Natural resistance to cancers: a Darwinian hypothesis to explain Peto’s paradox
1 IRD, UMMISCO (UMI IRD/UPMC), 32, avenue Henry Varagnat, 93143, Bondy Cedex, France
2 ISEM, Institut des Sciences de l’Evolution, Université Montpellier 2, CNRS, Case Postal 65, Place Eugène Bataillon, 34095, Montpellier cedex 5, France
3 Santa Fe Institute, 1399 Hyde Park Road, Santa Fe, NM, 87501, USA
4 Genomics and Computational Biology Graduate Program, University of Pennsylvania, Philadelphia, PA, 19104, USA
5 Center for Evolution and Cancer, Helen Diller Family Comprehensive Cancer Center and Department of Surgery, University of California San Francisco, San Francisco, CA, 94143, USA
6 Departments of Radiology and Integrated Mathematical Oncology, the Moffitt Cancer Center, 12902 Magnolia Dr, Tampa, FL, 33612, USA
7 IRD, MIVEGEC (UMR CNRS/IRD/UM1), 911 Ave. Agropolis, BP 64501, FR-34394, Montpellier cedex 5, France
8 CREEC, Universite Montpellier 2, CC, 06003, 95 rue de la Galera,, 34095, Montpellier Cedex 5,, France
BMC Cancer 2012, 12:387 doi:10.1186/1471-2407-12-387Published: 3 September 2012
Peto's paradox stipulates that there is no association between body mass (a surrogate of number of cells and longevity) and cancer prevalence in wildlife species. Resolving this paradox is a very promising research direction to understand mechanisms of cancer resistance. As of present, research has been focused on the consequences of these evolutionary pressures rather than of their causes.
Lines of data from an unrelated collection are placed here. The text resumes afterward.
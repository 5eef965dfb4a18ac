use std::path::PathBuf;
use std::sync::Arc;

use anyhow::{ensure, Context, Result};
use clap::Parser;
use rf::{Facet, SearchFilters, SortOption};
use rf_client::{
    display, ClientConfig, Favorites, JsonFileStore, RecentSearches, SearchClient, SearchSession,
};
use strum::IntoEnumIterator;
use tracing_subscriber::EnvFilter;

/// Search for recipes
#[derive(Parser, Debug)]
#[command(version, about)]
pub struct Args {
    /// What to search for
    query: Vec<String>,
    /// Diet filter, e.g. low-carb. May be repeated.
    #[arg(long)]
    diet: Vec<String>,
    /// Health filter, e.g. vegan. May be repeated.
    #[arg(long)]
    health: Vec<String>,
    /// Cuisine filter, e.g. italian. May be repeated.
    #[arg(long)]
    cuisine: Vec<String>,
    /// Meal type filter, e.g. dinner. May be repeated.
    #[arg(long)]
    meal: Vec<String>,
    /// Dish type filter, e.g. soup. May be repeated.
    #[arg(long)]
    dish: Vec<String>,
    /// Result order: default, calories-asc, calories-desc, alpha-asc, alpha-desc
    #[arg(short, long, default_value = "default")]
    sort: SortOption,
    /// Re-run a recent search, by its number in `rf-saved recent list`
    #[arg(short, long, conflicts_with = "query")]
    recent: Option<usize>,
    /// Toggle the favorite for the result with this number
    #[arg(short, long)]
    favorite: Option<usize>,
    /// Print the results as JSON
    #[arg(long)]
    json: bool,
    /// List the known filter values and exit
    #[arg(long)]
    list_filters: bool,
    /// Where favorites and recent searches are kept
    #[arg(long)]
    data_dir: Option<PathBuf>,
    /// Recipe API base URL
    #[arg(long)]
    server: Option<String>,
}

impl Args {
    fn filters(&self) -> SearchFilters {
        SearchFilters::new()
            .with(Facet::Diet, self.diet.iter().cloned())
            .with(Facet::Health, self.health.iter().cloned())
            .with(Facet::CuisineType, self.cuisine.iter().cloned())
            .with(Facet::MealType, self.meal.iter().cloned())
            .with(Facet::DishType, self.dish.iter().cloned())
    }
}

fn list_filters() {
    for facet in Facet::iter() {
        println!("{} (--{}):", facet.title(), facet.param());
        if facet.options().is_empty() {
            println!("  any value the API accepts");
        }
        for option in facet.options() {
            println!("  {:<16} {}", option.value, option.label);
        }
    }
}

#[tokio::main]
async fn main() -> Result<()> {
    tracing_subscriber::fmt()
        .with_writer(std::io::stderr)
        .with_env_filter(
            EnvFilter::try_from_default_env().unwrap_or_else(|_| EnvFilter::new("warn")),
        )
        .init();
    let args = Args::parse();

    if args.list_filters {
        list_filters();
        return Ok(());
    }

    let mut config = ClientConfig::from_env()?;
    if let Some(data_dir) = &args.data_dir {
        config.data_dir = data_dir.clone();
    }
    if let Some(server) = &args.server {
        config.base_url = server.clone();
    }

    let store = Arc::new(JsonFileStore::open(&config.data_dir).context("Opening data directory")?);
    let mut favorites = Favorites::load(store.clone());
    let mut recent = RecentSearches::load(store, config.recent_limit);

    let query = match args.recent {
        Some(number) => number
            .checked_sub(1)
            .and_then(|index| recent.get(index))
            .with_context(|| format!("No recent search number {}", number))?
            .to_string(),
        None => args.query.join(" "),
    };
    ensure!(!query.trim().is_empty(), "Nothing to search for");

    let mut session = SearchSession::new(SearchClient::new(&config), config.page_size);
    session.change_filters(args.filters()).await;
    session.change_sort(args.sort);
    session.submit_query(&query).await;
    recent.record(session.query())?;

    for notice in session.take_notices() {
        eprintln!("{}", notice);
    }

    let recipes = session.displayed();
    if args.json {
        println!("{}", serde_json::to_string_pretty(&recipes)?);
    } else {
        for (index, recipe) in recipes.iter().enumerate() {
            println!(
                "{}",
                display::render_card(index + 1, recipe, favorites.is_favorite(&recipe.uri))
            );
        }
        if session.total_count() > recipes.len() as u64 {
            println!(
                "\nShowing {} of {} matches.",
                recipes.len(),
                session.total_count()
            );
        }
    }

    if let Some(number) = args.favorite {
        let recipe = number
            .checked_sub(1)
            .and_then(|index| recipes.get(index))
            .with_context(|| format!("No result number {}", number))?;
        let change = favorites.toggle(recipe)?;
        if let Some(notice) = change.notice() {
            eprintln!("{} ({})", notice, recipe.label);
        }
    }

    Ok(())
}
Here, we argue that evolution through natural selection may have shaped mechanisms of cancer resistance in wildlife species and that this can result in a threshold in body mass above which oncogenic and tumor suppressive mechanisms should be increasingly purified and positively selected, respectively.
We conclude that assessing wildlife species in their natural ecosystems, especially through theoretical modeling, is the most promising way to understand how evolutionary processes can favor one or the other pathway. This will provide important insights into mechanisms of cancer resistance.